Tesla's Robotaxi Fleet Just Got Smaller, Not Bigger, and Almost Nobody Noticed
by AutoExpert | 29 May, 2026
The Tesla robotaxi fleet is shrinking. Not growing. Shrinking.
That's the headline buried in fresh data from May 26. Tesla's unsupervised robotaxi fleet peaked at 39 vehicles in mid-May, spread across Austin, Dallas, and Houston. As of yesterday, that number is down to 20. Twenty cars. For a company that's spent years marketing autonomy as the centerpiece of its future, that's a stunning detail.

Compare that to what Waymo just announced. Waymo, the Alphabet-owned competitor, expanded its service area to 1,400 square miles across 11 cities this month. More territory than the entire state of Rhode Island. Waymo's fleet is roughly 3,000 cars, they've served 20 million paid trips, and they're targeting 1 million trips a week by the end of the year. They also raised $16 billion earlier this year at a $126 billion valuation specifically to keep pushing.
That's a 150 to 1 fleet ratio, not in Tesla's favor.
It would be one thing if Tesla had just slowed expansion. The shrinking part is what makes this strange. Cars don't usually leave a fleet without a reason. Either they were pulled for safety review, technical issues, or insurance concerns, or they're being shuffled to different test geographies the company hasn't publicly disclosed. Either explanation is a long way from the picture Tesla has been painting publicly.
Here's the context that matters for car buyers, even if you have zero interest in ever riding in a self-driving anything.
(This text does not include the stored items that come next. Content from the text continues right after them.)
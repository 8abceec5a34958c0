//! `OpenAI` Chat Completions provider.
//!
//! Implements [`LlmProvider`] over the Chat Completions API. Non-success
//! statuses are triaged into [`ChatOutcome`] variants so the handler can
//! degrade gracefully instead of propagating transport errors.

use crate::llm::{
    ChatOutcome, ChatRequest, ChatResponse, Content, ContentBlock, LlmProvider, StopReason, Usage,
};
use anyhow::Result;
use async_trait::async_trait;
use reqwest::StatusCode;
use serde::{Deserialize, Serialize};

const DEFAULT_BASE_URL: &str = "https://api.openai.com/v1";

pub const MODEL_GPT4O: &str = "gpt-4o";
pub const MODEL_GPT4O_MINI: &str = "gpt-4o-mini";

/// `OpenAI` provider. Also works against `OpenAI`-compatible APIs via
/// [`with_base_url`](Self::with_base_url).
#[derive(Clone)]
pub struct OpenAIProvider {
    client: reqwest::Client,
    api_key: String,
    model: String,
    base_url: String,
}

impl OpenAIProvider {
    #[must_use]
    pub fn new(api_key: String, model: String) -> Self {
        Self {
            client: reqwest::Client::new(),
            api_key,
            model,
            base_url: DEFAULT_BASE_URL.to_owned(),
        }
    }

    /// Custom base URL for OpenAI-compatible APIs (Ollama, vLLM, Azure).
    #[must_use]
    pub fn with_base_url(api_key: String, model: String, base_url: String) -> Self {
        Self {
            client: reqwest::Client::new(),
            api_key,
            model,
            base_url,
        }
    }

    #[must_use]
    pub fn gpt4o(api_key: String) -> Self {
        Self::new(api_key, MODEL_GPT4O.to_owned())
    }

    #[must_use]
    pub fn gpt4o_mini(api_key: String) -> Self {
        Self::new(api_key, MODEL_GPT4O_MINI.to_owned())
    }
}

#[async_trait]
impl LlmProvider for OpenAIProvider {
    async fn chat(&self, request: ChatRequest) -> Result<ChatOutcome> {
        let messages = build_api_messages(&request);
        let tools: Option<Vec<ApiTool>> = request
            .tools
            .map(|ts| ts.into_iter().map(convert_tool).collect());

        let api_request = ApiChatRequest {
            model: &self.model,
            messages: &messages,
            max_completion_tokens: Some(request.max_tokens),
            tools: tools.as_deref(),
        };

        tracing::debug!(model = %self.model, max_tokens = request.max_tokens, "OpenAI request");

        let response = self
            .client
            .post(format!("{}/chat/completions", self.base_url))
            .header("Authorization", format!("Bearer {}", self.api_key))
            .json(&api_request)
            .send()
            .await
            .map_err(|e| anyhow::anyhow!("request failed: {e}"))?;

        let status = response.status();
        let bytes = response
            .bytes()
            .await
            .map_err(|e| anyhow::anyhow!("failed to read response body: {e}"))?;

        if status == StatusCode::TOO_MANY_REQUESTS {
            return Ok(ChatOutcome::RateLimited);
        }
        if status.is_server_error() {
            let body = String::from_utf8_lossy(&bytes);
            tracing::error!(status = %status, body = %body, "OpenAI server error");
            return Ok(ChatOutcome::ServerError(body.into_owned()));
        }
        if status.is_client_error() {
            let body = String::from_utf8_lossy(&bytes);
            tracing::warn!(status = %status, body = %body, "OpenAI client error");
            return Ok(ChatOutcome::InvalidRequest(body.into_owned()));
        }

        let api_response: ApiChatResponse = serde_json::from_slice(&bytes)
            .map_err(|e| anyhow::anyhow!("failed to parse response: {e}"))?;

        let choice = api_response
            .choices
            .into_iter()
            .next()
            .ok_or_else(|| anyhow::anyhow!("no choices in response"))?;

        let content = build_content_blocks(&choice.message);
        let stop_reason = choice.finish_reason.map(|r| match r {
            ApiFinishReason::Stop => StopReason::EndTurn,
            ApiFinishReason::ToolCalls => StopReason::ToolUse,
            ApiFinishReason::Length => StopReason::MaxTokens,
            ApiFinishReason::ContentFilter => StopReason::StopSequence,
        });

        Ok(ChatOutcome::Success(ChatResponse {
            id: api_response.id,
            content,
            model: api_response.model,
            stop_reason,
            usage: Usage {
                input_tokens: api_response.usage.prompt_tokens,
                output_tokens: api_response.usage.completion_tokens,
            },
        }))
    }

    fn model(&self) -> &str {
        &self.model
    }

    fn provider(&self) -> &'static str {
        "openai"
    }
}

fn build_api_messages(request: &ChatRequest) -> Vec<ApiMessage> {
    let mut messages = Vec::new();

    if !request.system.is_empty() {
        messages.push(ApiMessage {
            role: ApiRole::System,
            content: Some(request.system.clone()),
            tool_calls: None,
            tool_call_id: None,
        });
    }

    for msg in &request.messages {
        let role = match msg.role {
            crate::llm::Role::User => ApiRole::User,
            crate::llm::Role::Assistant => ApiRole::Assistant,
        };

        match &msg.content {
            Content::Text(text) => {
                messages.push(ApiMessage {
                    role,
                    content: Some(text.clone()),
                    tool_calls: None,
                    tool_call_id: None,
                });
            }
            Content::Blocks(blocks) => {
                let mut text_parts = Vec::new();
                let mut tool_calls = Vec::new();

                for block in blocks {
                    match block {
                        ContentBlock::Text { text } => text_parts.push(text.clone()),
                        ContentBlock::ToolUse { id, name, input } => {
                            tool_calls.push(ApiToolCall {
                                id: id.clone(),
                                r#type: "function".to_owned(),
                                function: ApiFunctionCall {
                                    name: name.clone(),
                                    arguments: serde_json::to_string(input)
                                        .unwrap_or_else(|_| "{}".to_owned()),
                                },
                            });
                        }
                        // Tool results are standalone role:"tool" messages
                        ContentBlock::ToolResult {
                            tool_use_id,
                            content,
                            ..
                        } => {
                            messages.push(ApiMessage {
                                role: ApiRole::Tool,
                                content: Some(content.clone()),
                                tool_calls: None,
                                tool_call_id: Some(tool_use_id.clone()),
                            });
                        }
                    }
                }

                if !text_parts.is_empty() || !tool_calls.is_empty() {
                    messages.push(ApiMessage {
                        role,
                        content: if text_parts.is_empty() {
                            None
                        } else {
                            Some(text_parts.join("\n"))
                        },
                        tool_calls: if tool_calls.is_empty() {
                            None
                        } else {
                            Some(tool_calls)
                        },
                        tool_call_id: None,
                    });
                }
            }
        }
    }

    messages
}

fn convert_tool(t: crate::llm::Tool) -> ApiTool {
    ApiTool {
        r#type: "function".to_owned(),
        function: ApiFunction {
            name: t.name,
            description: t.description,
            parameters: t.input_schema,
        },
    }
}

fn build_content_blocks(message: &ApiResponseMessage) -> Vec<ContentBlock> {
    let mut blocks = Vec::new();

    if let Some(content) = &message.content {
        if !content.is_empty() {
            blocks.push(ContentBlock::Text {
                text: content.clone(),
            });
        }
    }

    if let Some(tool_calls) = &message.tool_calls {
        for tc in tool_calls {
            let input: serde_json::Value =
                serde_json::from_str(&tc.function.arguments).unwrap_or(serde_json::Value::Null);
            blocks.push(ContentBlock::ToolUse {
                id: tc.id.clone(),
                name: tc.function.name.clone(),
                input,
            });
        }
    }

    blocks
}

#[derive(Serialize)]
struct ApiChatRequest<'a> {
    model: &'a str,
    messages: &'a [ApiMessage],
    #[serde(skip_serializing_if = "Option::is_none")]
    max_completion_tokens: Option<u32>,
    #[serde(skip_serializing_if = "Option::is_none")]
    tools: Option<&'a [ApiTool]>,
}

#[derive(Serialize)]
struct ApiMessage {
    role: ApiRole,
    #[serde(skip_serializing_if = "Option::is_none")]
    content: Option<String>,
    #[serde(skip_serializing_if = "Option::is_none")]
    tool_calls: Option<Vec<ApiToolCall>>,
    #[serde(skip_serializing_if = "Option::is_none")]
    tool_call_id: Option<String>,
}

#[derive(Debug, Serialize, PartialEq, Eq)]
#[serde(rename_all = "lowercase")]
enum ApiRole {
    System,
    User,
    Assistant,
    Tool,
}

#[derive(Serialize)]
struct ApiToolCall {
    id: String,
    r#type: String,
    function: ApiFunctionCall,
}

#[derive(Serialize)]
struct ApiFunctionCall {
    name: String,
    arguments: String,
}

#[derive(Serialize)]
struct ApiTool {
    r#type: String,
    function: ApiFunction,
}

#[derive(Serialize)]
struct ApiFunction {
    name: String,
    description: String,
    parameters: serde_json::Value,
}

#[derive(Deserialize)]
struct ApiChatResponse {
    id: String,
    choices: Vec<ApiChoice>,
    model: String,
    usage: ApiUsage,
}

#[derive(Deserialize)]
struct ApiChoice {
    message: ApiResponseMessage,
    finish_reason: Option<ApiFinishReason>,
}

#[derive(Deserialize)]
struct ApiResponseMessage {
    content: Option<String>,
    tool_calls: Option<Vec<ApiResponseToolCall>>,
}

#[derive(Deserialize)]
struct ApiResponseToolCall {
    id: String,
    function: ApiResponseFunctionCall,
}

#[derive(Deserialize)]
struct ApiResponseFunctionCall {
    name: String,
    arguments: String,
}

#[derive(Deserialize)]
#[serde(rename_all = "snake_case")]
enum ApiFinishReason {
    Stop,
    ToolCalls,
    Length,
    ContentFilter,
}

#[derive(Deserialize)]
struct ApiUsage {
    prompt_tokens: u32,
    completion_tokens: u32,
}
For about three years now, Tesla has tied its valuation, marketing, and software story to the idea that a fleet of autonomous Teslas was imminent. Every owner with a Full Self-Driving subscription was supposed to be sitting on a future income-generating asset. The Cybercab, a purpose-built robotaxi with no steering wheel or pedals, just rolled off the Giga Texas line in February and entered mass production in April. Tesla even did a big "Autonomy Pop-Up" in Miami in late April with a Cybertruck towing a Cybercab in a glass case.
The marketing is everywhere. The actual unsupervised fleet is 20 cars.
Meanwhile Waymo is just doing the work. They went city by city, did endless mapping, ran thousands of safety drivers, and bored their way to a product that quietly handles 250,000 paid rides a week. It's not glamorous. It's not on Twitter every day. But it's running.
The takeaway for anyone considering a Tesla right now isn't that the car is bad. The Model Y is still one of the best-selling vehicles in the world, the Model 3 sips electricity, and the charging network is genuinely excellent. The takeaway is that the autonomy premium baked into the price of Full Self-Driving, currently $8,000 to add, may not deliver what the marketing promises on any timeline that makes financial sense.

If you're buying a Tesla because you like driving a Tesla, that math is fine. If you're paying $8,000 extra because you think your car will be making you money in 2027, the May 26 fleet data is the kind of detail you want to know.
The robotaxi race has effectively become a two-horse race with one horse missing. Waymo is up the road and pulling away. Tesla is still pacing in the paddock telling everyone how fast it's going to run.
What changes the picture is execution, not announcements. Twenty cars in three cities is not execution. A million paid trips a week is. Watch the fleet count, not the press releases, and you'll know who's actually winning.